MedViT: A Hybrid Architecture

To address these challenges, MedViT (Medical Vision Transformer) introduces a hybrid architecture that combines the strengths of CNNs and Transformers. The goal is to preserve local feature extraction capabilities while enabling efficient global context modeling. This design is particularly well-suited for abdominal obstruction detection, where diagnostic patterns emerge from both localized structures and their global arrangement.

Overall architecture of MedViT, integrating convolutional and transformer-based components.

As illustrated above, the architecture alternates between convolutional and transformer-inspired blocks, enabling a balanced representation of spatial and contextual information. MedViT bridges the gap by combining:

CNN-based local feature extraction
Transformer-based global attention
Efficient attention mechanisms to reduce computation
Robust training strategies tailored for medical data

Key Components

Efficient Convolution Block (ECB): Focuses on extracting local spatial features while maintaining computational efficiency. It incorporates Multi-Head Convolutional Attention (MHCA) and a Local Feed-Forward Network (LFFN). ECB preserves the inductive bias of CNNs while enhancing feature representation, resulting in improved robustness and reduced computational cost.

Structure of the Efficient Convolution Block (ECB).

Local Transformer Block (LTB): Responsible for modeling global dependencies. It employs Efficient Self-Attention (ESA) along with feature fusion mechanisms and feed-forward layers. This allows the model to reason about global patterns across the entire image while maintaining efficiency.

Structure of the Local Transformer Block (LTB).

Patch Momentum Changer (PMC): A feature-level augmentation technique designed to improve generalization by combining feature representations from different samples. This approach encourages the model to rely less on specific local cues and more on global patterns.

Performance and Interpretability

The quantitative results demonstrate that MedViT achieves the best overall balance across accuracy, precision, and F1-score. While some models such as ResNext50 obtain lower validation loss or higher recall, they fail to maintain consistent performance across all evaluation metrics. In contrast, MedViT provides a more stable and reliable performance, which is particularly important in medical decision-making scenarios.

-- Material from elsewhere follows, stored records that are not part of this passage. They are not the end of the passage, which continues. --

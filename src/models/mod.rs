pub mod analytics;
pub mod auth;
pub mod chat;
pub mod common;
pub mod file;
pub mod followup;
pub mod llm;
pub mod profile;
pub mod user;
pub mod wearable;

Model	Val Loss	Val Acc	Precision	Recall	F1
MedViT	0.4358	0.9183	0.9462	0.8936	0.9029
UNet	0.4471	0.9135	0.8397	0.7929	0.8016
ResNext50	0.3910	0.9038	0.9026	0.9058	0.8883
EfficientNetB0	0.4171	0.8894	0.8833	0.8705	0.8605
ResNet18	0.4531	0.8798	0.8654	0.8788	0.8508
UMamba	0.4856	0.8798	0.8705	0.8282	0.8326
SwinUMamba	0.4958	0.8750	0.8429	0.8595	0.8421
ResUNet++	0.5147	0.8622	0.8782	0.8372	0.8363

Model performance comparison.

Beyond numerical evaluation, it is also critical to understand how the model makes its predictions. For this purpose, we employ Grad-CAM (Gradient-weighted Class Activation Mapping) to visualize the regions that contribute most to the model's decision.

Grad-CAM visualization for MedViT highlighting diagnostically relevant regions.

As shown in the Grad-CAM visualization, the model focuses on meaningful anatomical regions rather than irrelevant background areas. The highlighted regions correspond to gas distribution patterns and abdominal structures that are clinically associated with obstruction. This behavior suggests that MedViT does not rely on spurious correlations but instead learns medically relevant features. Such interpretability is essential for building trust in AI-assisted diagnosis, especially in high-stakes clinical environments.

Conclusion

MedViT demonstrates that hybrid architectures can outperform both pure CNN and pure Transformer models in medical imaging tasks. By combining local feature extraction with global reasoning, it provides a more comprehensive understanding of complex visual patterns. In the context of abdominal obstruction detection, such a design is not merely advantageous—it is essential for achieving reliable and clinically meaningful results.